House Committee on County Affairs
Thursday, July 7, at 10:00 a.m., Harris County Commissioners Courtroom, Houston
Topic: Jail standards; use of mug shots; county cybersecurity; and more


House Committee on Human Services
Tuesday, July 12, at 9:00 a.m., State Capitol Extension, Room E2.030
Topic: Child abuse prevention and DFPS foster care


House Committee on Criminal Jurisprudence (tentative)
Wednesday, August 24, at 1:00 p.m., Corpus Christi (TBD)
Topic: Family violence


House Committees on Criminal Jurisprudence and County Affairs (tentative)
Wednesday, September 21, State Capitol (TBD)
Topic: Bail and pre-trial release


If you have questions about any of these or any other hearings, call or email Shannon for more information.

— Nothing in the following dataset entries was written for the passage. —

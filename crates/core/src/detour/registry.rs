//! Target method registry
//!
//! Maps method identity to its ordering/chain state. Entries appear on
//! first use and can be pruned once their record set empties, keeping the
//! map bounded in long-lived processes that load and unload many plugins.

use std::sync::Arc;

use dashmap::DashMap;

use hookshim_sdk::MethodId;

use super::chain::TargetChain;

#[derive(Default)]
pub(crate) struct TargetRegistry {
    targets: DashMap<MethodId, Arc<TargetChain>>,
}

impl TargetRegistry {
    pub fn new() -> Self {
        Self::default()
    }

    /// Chain state for `target`, allocating empty state on first access.
    pub fn get_or_create(&self, target: &MethodId) -> Arc<TargetChain> {
        self.targets
            .entry(target.clone())
            .or_insert_with(|| Arc::new(TargetChain::new(target.clone())))
            .value()
            .clone()
    }

    pub fn get(&self, target: &MethodId) -> Option<Arc<TargetChain>> {
        self.targets.get(target).map(|entry| entry.value().clone())
    }

    /// Drop the registry entry for `target` if `chain` is still the live
    /// state and no records remain. The emptiness check runs under the
    /// chain lock inside the map entry lock, so a concurrent register
    /// keeps the entry alive.
    pub fn prune(&self, target: &MethodId, chain: &Arc<TargetChain>) {
        self.targets.remove_if(target, |_, existing| {
            Arc::ptr_eq(existing, chain) && existing.state.lock().records.is_empty()
        });
    }

    pub fn len(&self) -> usize {
        self.targets.len()
    }
}

#[cfg(test)]
mod tests {
    use super::*;
    use hookshim_sdk::Signature;

    fn method(addr: usize) -> MethodId {
        MethodId::new(addr, Signature::nullary())
    }

    #[test]
    fn test_get_or_create_is_stable() {
        let registry = TargetRegistry::new();
        let m = method(0x100);
        let a = registry.get_or_create(&m);
        let b = registry.get_or_create(&m);
        assert!(Arc::ptr_eq(&a, &b));
        assert_eq!(registry.len(), 1);
    }

    #[test]
    fn test_distinct_targets_get_distinct_chains() {
        let registry = TargetRegistry::new();
        let a = registry.get_or_create(&method(0x100));
        let b = registry.get_or_create(&method(0x200));
        assert!(!Arc::ptr_eq(&a, &b));
        assert_eq!(registry.len(), 2);
    }

    #[test]
    fn test_prune_removes_only_empty_chains() {
        let registry = TargetRegistry::new();
        let m = method(0x100);
        let chain = registry.get_or_create(&m);

        registry.prune(&m, &chain);
        assert_eq!(registry.len(), 0);

        // Recreated entry with a record survives pruning.
        use super::super::record::{HookKind, HookRecord};
        let chain = registry.get_or_create(&m);
        chain.state.lock().records.insert(HookRecord::new(
            HookKind::Entry(hookshim_sdk::Entry(0x1)),
            None,
            String::new(),
            0,
            Vec::new(),
            Vec::new(),
            hookshim_sdk::Entry(0x2),
        ));
        registry.prune(&m, &chain);
        assert_eq!(registry.len(), 1);
    }
}
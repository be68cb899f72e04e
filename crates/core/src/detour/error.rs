//! Error types for detour operations

use hookshim_runtime::PatchError;

/// Error type for hook operations
#[derive(Debug, thiserror::Error)]
pub enum HookError {
    /// Operation attempted on a hook after it was freed
    #[error("hook has been freed")]
    Disposed,

    /// A plain detour's target and replacement are the same method
    #[error("detour source and destination are the same method ({0})")]
    SelfDetour(String),

    /// The target method identity cannot be resolved
    #[error("invalid hook target: {0}")]
    InvalidTarget(String),

    /// The native patch primitive failed; the previous chain state was kept
    #[error("failed to install patch: {0}")]
    PatchInstall(#[from] PatchError),

    /// The interception policy refused trampoline generation
    #[error("operation vetoed by interception policy")]
    Vetoed,
}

It’s time for Baby School again!

            Registration remains open for TDCAA’s next Prosecutor Trial Skills Course held in Austin July 10–15, 2016. Attendees will receive up to 26 hours of MCLE (including 3 hours of ethics) while learning from some of the top prosecutors in the state, so make sure your newest prosecutors get the training they need by attending this summer’s Baby Prosecutor School.


Quotes of the month 

“They asked me if I missed being governor, and I tell them I will be really honest with you: I miss the circus, but I don’t miss the clowns.”
            —Former Governor Rick Perry, during a speech at the Georgia GOP state convention (where he was stumping for Donald Trump).

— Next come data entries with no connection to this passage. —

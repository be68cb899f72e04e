//! Configuration for the compatibility layer
//!
//! A single TOML file controls framework-level behavior, most importantly
//! whether compat violations are fatal (developer/strict mode) or merely
//! logged for end users. The file is created with defaults on first load
//! and can be reloaded manually.

mod loader;

use serde::{Deserialize, Serialize};

use crate::violations::Violations;

pub use loader::{config_path, configs_dir, shim_base_dir};

/// Configuration system errors
#[derive(Debug, thiserror::Error)]
pub enum ConfigError {
    /// Failed to read or write config file
    #[error("IO error: {0}")]
    IoError(#[from] std::io::Error),

    /// Failed to parse TOML content
    #[error("Failed to parse TOML: {0}")]
    ParseError(#[from] toml::de::Error),

    /// Failed to serialize config to TOML
    #[error("Failed to serialize config: {0}")]
    SerializeError(#[from] toml::ser::Error),

    /// Could not determine config directory from the shim location
    #[error("Config directory not available - could not resolve shim base path")]
    NoConfigDirectory,
}

/// Result type for config operations
pub type ConfigResult<T> = Result<T, ConfigError>;

/// Core framework configuration.
///
/// Loaded from `configs/hookshim.toml` under the shim base directory.
#[derive(Debug, Clone, Serialize, Deserialize)]
#[serde(default)]
pub struct CoreConfig {
    /// Config version for future migration support
    pub version: u32,

    /// Enable debug logging
    pub debug: bool,

    /// Developer/strict mode: compat violations crash instead of logging
    pub strict: bool,
}

impl Default for CoreConfig {
    fn default() -> Self {
        Self {
            version: 1,
            debug: false,
            strict: false,
        }
    }
}

impl CoreConfig {
    /// Load config from file, creating default if missing.
    pub fn load() -> ConfigResult<Self> {
        let path = config_path()?;

        if path.exists() {
            let content = std::fs::read_to_string(&path)?;
            let config: Self = toml::from_str(&content)?;
            tracing::debug!("Loaded config from {:?}", path);
            Ok(config)
        } else {
            let default = Self::default();
            default.save()?;
            tracing::info!("Created default config at {:?}", path);
            Ok(default)
        }
    }

    /// Save config to file.
    ///
    /// Creates parent directories if they don't exist.
    pub fn save(&self) -> ConfigResult<()> {
        let path = config_path()?;

        if let Some(parent) = path.parent() {
            std::fs::create_dir_all(parent)?;
        }

        let content = toml::to_string_pretty(self)?;
        std::fs::write(&path, content)?;
        tracing::debug!("Saved config to {:?}", path);
        Ok(())
    }

    /// Reload config from file.
    pub fn reload(&mut self) -> ConfigResult<()> {
        let path = config_path()?;
        let content = std::fs::read_to_string(&path)?;
        *self = toml::from_str(&content)?;
        tracing::debug!("Reloaded config from {:?}", path);
        Ok(())
    }

    /// Violation classes that should panic under this config.
    pub fn fatal_violations(&self) -> Violations {
        if self.strict {
            Violations::all()
        } else {
            Violations::empty()
        }
    }
}
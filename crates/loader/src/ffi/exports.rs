//! C-compatible exports called by the host loader

use std::ffi::c_char;

use tracing::instrument;

// Shim metadata - static strings with null terminators for C compatibility
static NAME: &[u8] = b"hookshim\0";
static DESCRIPTION: &[u8] = b"Legacy hook compatibility layer\0";
static VERSION: &[u8] = b"0.1.0\0";
static LOG_TAG: &[u8] = b"HOOKSHIM\0";

/// Called when the shim is loaded by the host
///
/// # Safety
/// - `error` must be a valid pointer to a buffer of at least `maxlen`
///   bytes, or null
#[no_mangle]
#[instrument(skip_all)]
pub unsafe extern "C" fn hookshim_load(error: *mut c_char, maxlen: usize) -> bool {
    match std::panic::catch_unwind(crate::startup) {
        Ok(()) => {
            tracing::info!("hookshim loaded successfully");
            true
        }
        Err(_) => {
            write_error(error, maxlen, "Panic during startup");
            false
        }
    }
}

/// Called when the shim is unloaded by the host
///
/// # Safety
/// - `error` must be a valid pointer to a buffer of at least `maxlen`
///   bytes, or null
#[no_mangle]
#[instrument(skip_all)]
pub unsafe extern "C" fn hookshim_unload(error: *mut c_char, maxlen: usize) -> bool {
    tracing::info!("hookshim unloading...");

    match std::panic::catch_unwind(crate::shutdown) {
        Ok(()) => true,
        Err(_) => {
            write_error(error, maxlen, "Panic during shutdown");
            false
        }
    }
}

// Metadata exports - these return static strings for the host to display

#[no_mangle]
pub extern "C" fn hookshim_get_name() -> *const c_char {
    NAME.as_ptr() as *const c_char
}

#[no_mangle]
pub extern "C" fn hookshim_get_description() -> *const c_char {
    DESCRIPTION.as_ptr() as *const c_char
}

#[no_mangle]
pub extern "C" fn hookshim_get_version() -> *const c_char {
    VERSION.as_ptr() as *const c_char
}

#[no_mangle]
pub extern "C" fn hookshim_get_log_tag() -> *const c_char {
    LOG_TAG.as_ptr() as *const c_char
}

/// Helper to write an error message to a C buffer
///
/// # Safety
/// - `error` must be a valid pointer or null
/// - `maxlen` must accurately reflect the buffer size
unsafe fn write_error(error: *mut c_char, maxlen: usize, msg: &str) {
    if !error.is_null() && maxlen > 0 {
        let bytes = msg.as_bytes();
        let len = bytes.len().min(maxlen - 1);
        std::ptr::copy_nonoverlapping(bytes.as_ptr(), error as *mut u8, len);
        *error.add(len) = 0;
    }
}
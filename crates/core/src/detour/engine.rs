//! The detour engine
//!
//! Ties the registry, pin tracker and injected host seams together and
//! hands out [`HookHandle`]s. A process-wide default engine backs the
//! legacy facade; tests and alternative hosts construct their own.

use std::sync::atomic::{AtomicU32, Ordering};
use std::sync::{Arc, LazyLock};

use parking_lot::RwLock;

use hookshim_runtime::{MethodPatcher, MethodPinner, NoopPinner, SlotPatcher};
use hookshim_sdk::{Entry, MethodId};

use crate::diagnostics::{ChainSnapshot, HookSnapshot};
use crate::legacy::DetourConfig;
use crate::violations::Violations;

use super::chain::TargetChain;
use super::error::HookError;
use super::handle::HookHandle;
use super::pinning::PinTracker;
use super::policy::{DefaultPolicy, InterceptionPolicy};
use super::record::{HookKind, HookRecord};
use super::registry::TargetRegistry;

pub struct DetourEngine {
    registry: TargetRegistry,
    pins: PinTracker,
    patcher: Arc<dyn MethodPatcher>,
    pinner: Arc<dyn MethodPinner>,
    policy: RwLock<Arc<dyn InterceptionPolicy>>,
    /// Violation classes escalated to panics (developer/strict mode)
    fatal: AtomicU32,
}

impl DetourEngine {
    pub fn new(patcher: Arc<dyn MethodPatcher>, pinner: Arc<dyn MethodPinner>) -> Self {
        Self {
            registry: TargetRegistry::new(),
            pins: PinTracker::new(),
            patcher,
            pinner,
            policy: RwLock::new(Arc::new(DefaultPolicy)),
            fatal: AtomicU32::new(Violations::empty().bits()),
        }
    }

    /// Replace the interception policy for all subsequent operations.
    pub fn set_policy(&self, policy: Arc<dyn InterceptionPolicy>) {
        *self.policy.write() = policy;
    }

    pub fn set_fatal_violations(&self, mask: Violations) {
        self.fatal.store(mask.bits(), Ordering::SeqCst);
    }

    pub fn fatal_violations(&self) -> Violations {
        Violations::from_bits_truncate(self.fatal.load(Ordering::SeqCst))
    }

    /// Outstanding pin references for a method (diagnostic).
    pub fn pin_count(&self, method: &MethodId) -> u32 {
        self.pins.count(method)
    }

    /// Diagnostic view of one target's hook set, or `None` when nothing
    /// has ever hooked it (or its state was pruned).
    pub fn snapshot(&self, target: &MethodId) -> Option<ChainSnapshot> {
        let chain = self.registry.get(target)?;
        let state = chain.state.lock();
        let mut hooks: Vec<HookSnapshot> = state
            .records
            .iter()
            .map(|(key, rec)| HookSnapshot {
                id: rec.id.clone(),
                index: rec.index,
                priority: rec.priority,
                before: rec.before.clone(),
                after: rec.after.clone(),
                kind: rec.kind.name(),
                applied: rec.applied,
                position: state.position(key),
            })
            .collect();
        hooks.sort_by_key(|h| h.index);
        Some(ChainSnapshot {
            target: chain.target.to_string(),
            rebuilds: state.rebuilds,
            installed_entry: state.installed.as_ref().map(|c| c.outer.to_string()),
            hooks,
        })
    }

    pub fn snapshot_json(&self, target: &MethodId) -> Option<String> {
        self.snapshot(target).and_then(|s| s.to_json().ok())
    }

    pub(crate) fn patcher(&self) -> &dyn MethodPatcher {
        &*self.patcher
    }

    pub(crate) fn policy(&self) -> Arc<dyn InterceptionPolicy> {
        self.policy.read().clone()
    }

    /// Current dispatch entry of a method, for use as replacement behavior.
    pub(crate) fn resolve_entry(&self, method: &MethodId) -> Result<Entry, HookError> {
        self.patcher
            .entry(method)
            .map_err(|e| HookError::InvalidTarget(e.to_string()))
    }

    pub(crate) fn acquire_pins(&self, target: &MethodId, aux: Option<&MethodId>) {
        self.pins.acquire(target, &*self.pinner);
        if let Some(method) = aux {
            self.pins.acquire(method, &*self.pinner);
        }
    }

    pub(crate) fn release_pins(&self, target: &MethodId, aux: Option<&MethodId>) {
        self.pins.release(target);
        if let Some(method) = aux {
            self.pins.release(method);
        }
    }

    pub(crate) fn prune(&self, target: &MethodId, chain: &Arc<TargetChain>) {
        self.registry.prune(target, chain);
    }

    /// Create and register a hook record for `target`.
    ///
    /// The target is resolved up front so the record's trampoline starts
    /// out forwarding to the real body; unless `manual_apply` is set the
    /// hook is applied before this returns.
    pub(crate) fn register(
        self: &Arc<Self>,
        target: MethodId,
        kind: HookKind,
        aux: Option<MethodId>,
        config: DetourConfig,
    ) -> Result<HookHandle, HookError> {
        if target.is_null() {
            return Err(HookError::InvalidTarget("null method identity".into()));
        }
        let original = self
            .patcher
            .original(&target)
            .map_err(|e| HookError::InvalidTarget(e.to_string()))?;

        let chain = self.registry.get_or_create(&target);
        let record = HookRecord::new(
            kind,
            aux,
            config.id,
            config.priority,
            config.before,
            config.after,
            original,
        );
        let id = record.id.clone();
        let key = chain.state.lock().records.insert(record);
        let handle = HookHandle::new(self.clone(), chain, key);
        tracing::debug!("registered hook '{}' for {}", id, target);

        if !config.manual_apply {
            if let Err(e) = handle.apply() {
                let _ = handle.free();
                return Err(e);
            }
        }
        Ok(handle)
    }
}

/// Process-wide default engine: slot-dispatch patching, no pin hazards.
static GLOBAL: LazyLock<Arc<DetourEngine>> = LazyLock::new(|| {
    Arc::new(DetourEngine::new(
        Arc::new(SlotPatcher::new()),
        Arc::new(NoopPinner),
    ))
});

/// The engine legacy call sites register against.
pub fn global() -> &'static Arc<DetourEngine> {
    &GLOBAL
}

“We all get our feelings hurt. This was a tough ol’ race. Having been involved with it and having run for the presidency two times—it’s not bean bag, and you better have a thick skin.”
            —Perry, on why he thinks Sen. Ted Cruz is having a hard time endorsing Donald Trump for president.


“Instead of ‘Tear down this wall,’ the party promotes a new and bigger wall. ‘A thousand points of light’ has been replaced by a thousand points of anger.”
            —Lionel Sosa, GOP political advisor from San Antonio, on why he won’t support Donald Trump’s presidential campaign.

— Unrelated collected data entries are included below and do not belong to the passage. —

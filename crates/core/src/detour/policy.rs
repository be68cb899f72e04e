//! Interception policy
//!
//! The legacy API exposed process-wide callback slots invoked around hook
//! operations, used for instrumentation and for the compatibility layer to
//! override behavior without touching call sites. Here the same capability
//! is an object injected per engine, so the core stays testable in
//! isolation.

use hookshim_sdk::MethodId;

/// Information handed to interception callbacks.
pub struct HookInfo<'a> {
    pub target: &'a MethodId,
    pub id: &'a str,
    pub index: u64,
}

/// Veto points around engine operations.
///
/// Callbacks run while the target's chain lock is held: do not construct,
/// apply or otherwise mutate hooks on the same target from inside one.
pub trait InterceptionPolicy: Send + Sync {
    /// Return false to skip applying the hook (logged no-op).
    fn on_apply(&self, info: &HookInfo<'_>) -> bool {
        let _ = info;
        true
    }

    /// Return false to skip undoing the hook (logged no-op).
    fn on_undo(&self, info: &HookInfo<'_>) -> bool {
        let _ = info;
        true
    }

    /// Return false to refuse trampoline generation.
    fn on_trampoline(&self, info: &HookInfo<'_>) -> bool {
        let _ = info;
        true
    }
}

/// Policy that allows everything.
pub struct DefaultPolicy;

impl InterceptionPolicy for DefaultPolicy {}
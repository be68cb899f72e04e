//! Per-target chain state and rebuilding
//!
//! One `TargetChain` exists per patched method; its mutex is the exclusive
//! lock every mutation and every diagnostic read of that target's hook set
//! must hold. Rebuilding rewires the trampoline cells and the single native
//! patch so the new order is either fully installed or, on patch failure,
//! the previous wiring is restored byte for byte.

use parking_lot::Mutex;
use slotmap::SlotMap;

use hookshim_runtime::MethodPatcher;
use hookshim_sdk::{Entry, MethodId};

use crate::violations::{self, Violations};

use super::error::HookError;
use super::ordering::{self, OrderingNode};
use super::record::{HookKey, HookKind, HookRecord};

/// Ordering and wiring state for one target method.
pub(crate) struct TargetChain {
    pub target: MethodId,
    pub state: Mutex<ChainState>,
}

impl TargetChain {
    pub fn new(target: MethodId) -> Self {
        Self {
            target,
            state: Mutex::new(ChainState::new()),
        }
    }
}

pub(crate) struct ChainState {
    /// Every valid record targeting this method, applied or not
    pub records: SlotMap<HookKey, HookRecord>,
    /// Physically installed chain, if any
    pub installed: Option<InstalledChain>,
    /// Successful rebuilds since creation, surfaced in diagnostics
    pub rebuilds: u64,
}

#[derive(Clone)]
pub(crate) struct InstalledChain {
    /// Resolved order over applied records, outermost first
    pub order: Vec<HookKey>,
    /// Entry the native patch points the target at
    pub outer: Entry,
}

impl ChainState {
    pub fn new() -> Self {
        Self {
            records: SlotMap::with_key(),
            installed: None,
            rebuilds: 0,
        }
    }

    /// Position of `key` in the installed order, if applied.
    pub fn position(&self, key: HookKey) -> Option<usize> {
        self.installed
            .as_ref()
            .and_then(|chain| chain.order.iter().position(|&k| k == key))
    }

    pub fn applied_len(&self) -> usize {
        self.installed.as_ref().map(|c| c.order.len()).unwrap_or(0)
    }
}

/// Recompute and reinstall the chain for `target` from its applied records.
///
/// Caller holds the chain lock. All-or-nothing: when the native primitive
/// fails, every trampoline cell is restored to its prior value, the
/// installed state is left untouched and the error propagates.
pub(crate) fn rebuild(
    target: &MethodId,
    state: &mut ChainState,
    patcher: &dyn MethodPatcher,
    fatal: Violations,
) -> Result<(), HookError> {
    let original = patcher.original(target)?;

    let nodes: Vec<OrderingNode<'_>> = state
        .records
        .iter()
        .filter(|(_, rec)| rec.applied)
        .map(|(key, rec)| OrderingNode {
            key,
            index: rec.index,
            priority: rec.priority,
            id: &rec.id,
            before: &rec.before,
            after: &rec.after,
        })
        .collect();
    let resolution = ordering::resolve(&nodes);
    for (from, to) in &resolution.dropped {
        violations::report(
            fatal,
            Violations::CONSTRAINT_CYCLE,
            &format!(
                "hooks on {} form an ordering cycle; ignoring constraint '{}' -> '{}'",
                target, from, to
            ),
        );
    }
    let order = resolution.order;

    // Snapshot every forwarding cell so a failed install can be undone.
    let saved: Vec<(HookKey, Entry)> = state
        .records
        .iter()
        .map(|(key, rec)| (key, rec.next.get()))
        .collect();

    // Fold body rewriters innermost-first over the original body; each
    // rewriter's trampoline keeps the body it was handed.
    let mut body = original;
    for &key in order.iter().rev() {
        let rec = &state.records[key];
        if let HookKind::Rewrite(transform) = &rec.kind {
            rec.next.set(body);
            body = transform(body);
        }
    }

    // Wire entry hooks innermost-first; the innermost forwards to the body.
    let mut outer = body;
    for &key in order.iter().rev() {
        let rec = &state.records[key];
        if let HookKind::Entry(entry) = rec.kind {
            rec.next.set(outer);
            outer = entry;
        }
    }

    // Detached records keep a working stub: they forward to the unpatched
    // body until (re)applied.
    for (_, rec) in state.records.iter().filter(|(_, rec)| !rec.applied) {
        rec.next.set(original);
    }

    let result = if order.is_empty() {
        if state.installed.is_some() {
            patcher.remove(target)
        } else {
            Ok(())
        }
    } else {
        patcher.install(target, outer)
    };

    match result {
        Ok(()) => {
            tracing::debug!("rebuilt chain for {} ({} applied)", target, order.len());
            state.installed = if order.is_empty() {
                None
            } else {
                Some(InstalledChain { order, outer })
            };
            state.rebuilds += 1;
            Ok(())
        }
        Err(e) => {
            for (key, entry) in saved {
                if let Some(rec) = state.records.get(key) {
                    rec.next.set(entry);
                }
            }
            tracing::error!(
                "chain rebuild for {} failed, previous wiring kept: {}",
                target,
                e
            );
            Err(HookError::PatchInstall(e))
        }
    }
}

“If I could rewind time, I would have done it better and got away with it instead of joking around. If you are going to rob a bank, do it with a mask and don’t show your face. Do it right.”
            —Dominyk Alfonseca, who robbed a Virginia bank and then posted video of the crime on Instagram.


“Pessimists rely on the late Eric Monkkonen’s cyclical theory of crime, which suggests that the successive weakening and strengthening of social controls on violence lead to a crime roller coaster. The current zeitgeist favors a weakening of social controls, including reductions in incarcerative sentences and restrictions on police, on the grounds that the criminal-justice system is too racist, unfair, and expensive. If Monkkonen was correct, we will get a crime rise before long.”
            —Barry Latzer, author of The Rise and Fall of Violent Crime in America, in a recent interview on the cultural roots of crime.


“We’ve got … teachers who use their classroom like a singles bar where they can pick up anybody they want to.”
            —Terry Abbott, former chief of staff at the U.S. Department of Education, on Texas leading the nation in cases involving improper sexual contact between teachers and students.


“I hate to say it, but I hope he goes to jail. I mean, that would be the best place for him.”
            —Paul Manziel, speaking of his family’s frustrations with his son Johnny’s various addictions.